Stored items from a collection
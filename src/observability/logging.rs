//! Structured logging.
//!
//! # Responsibilities
//! - Initialize logging subsystem
//! - Configure log level from config, overridable via `RUST_LOG`
//!
//! # Design Decisions
//! - Uses tracing crate for structured logging
//! - JSON format for production, pretty format for development

use tracing_subscriber::{layer::SubscriberExt, util::SubscriberInitExt, EnvFilter};

use crate::config::ObservabilityConfig;

/// Filter used when `RUST_LOG` is not set.
pub fn default_filter(config: &ObservabilityConfig) -> String {
    format!("send_engine={},warn", config.log_level)
}

/// Install the global subscriber. Calling twice is a no-op.
pub fn init_logging(config: &ObservabilityConfig) {
    let filter = EnvFilter::try_from_default_env()
        .unwrap_or_else(|_| EnvFilter::new(default_filter(config)));

    let registry = tracing_subscriber::registry().with(filter);
    let result = if config.json_logs {
        registry
            .with(tracing_subscriber::fmt::layer().json().with_writer(std::io::stderr))
            .try_init()
    } else {
        registry
            .with(tracing_subscriber::fmt::layer().with_writer(std::io::stderr))
            .try_init()
    };

    if result.is_err() {
        tracing::debug!("Logging already initialized");
    }
}
//! Fee estimation subsystem.
//!
//! # Data Flow
//! ```text
//! sources.rs (Esplora fee table | gas oracle | node gas price)
//!     → estimator.rs (nearest-tier fill, monotone clamp, fallback table)
//!     → FeeEstimate per tier (types.rs)
//!     → engine (create_send) / UI (estimate_fees)
//! ```

pub mod estimator;
pub mod sources;
pub mod types;

pub use estimator::{FeeEstimator, FeeModel};
pub use sources::{EsploraFeeSource, EtherscanGasOracle, FeeSource, NodeGasPrice};
pub use types::{FeeEstimate, TierPrices};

**Exercise brief:** Give back, unchanged, the line containing "- Configure log" and each line that comes after it in the entries above, ending with the last.

**Result for this task:**
//! - Configure log level from config, overridable via `RUST_LOG`
//!
//! # Design Decisions
//! - Uses tracing crate for structured logging
//! - JSON format for production, pretty format for development

use tracing_subscriber::{layer::SubscriberExt, util::SubscriberInitExt, EnvFilter};

use crate::config::ObservabilityConfig;

/// Filter used when `RUST_LOG` is not set.
pub fn default_filter(config: &ObservabilityConfig) -> String {
    format!("send_engine={},warn", config.log_level)
}

/// Install the global subscriber. Calling twice is a no-op.
pub fn init_logging(config: &ObservabilityConfig) {
    let filter = EnvFilter::try_from_default_env()
        .unwrap_or_else(|_| EnvFilter::new(default_filter(config)));

    let registry = tracing_subscriber::registry().with(filter);
    let result = if config.json_logs {
        registry
            .with(tracing_subscriber::fmt::layer().json().with_writer(std::io::stderr))
            .try_init()
    } else {
        registry
            .with(tracing_subscriber::fmt::layer().with_writer(std::io::stderr))
            .try_init()
    };

    if result.is_err() {
        tracing::debug!("Logging already initialized");
    }
}
//! Fee estimation subsystem.
//!
//! # Data Flow
//! ```text
//! sources.rs (Esplora fee table | gas oracle | node gas price)
//!     → estimator.rs (nearest-tier fill, monotone clamp, fallback table)
//!     → FeeEstimate per tier (types.rs)
//!     → engine (create_send) / UI (estimate_fees)
//! ```

pub mod estimator;
pub mod sources;
pub mod types;

pub use estimator::{FeeEstimator, FeeModel};
pub use sources::{EsploraFeeSource, EtherscanGasOracle, FeeSource, NodeGasPrice};
pub use types::{FeeEstimate, TierPrices};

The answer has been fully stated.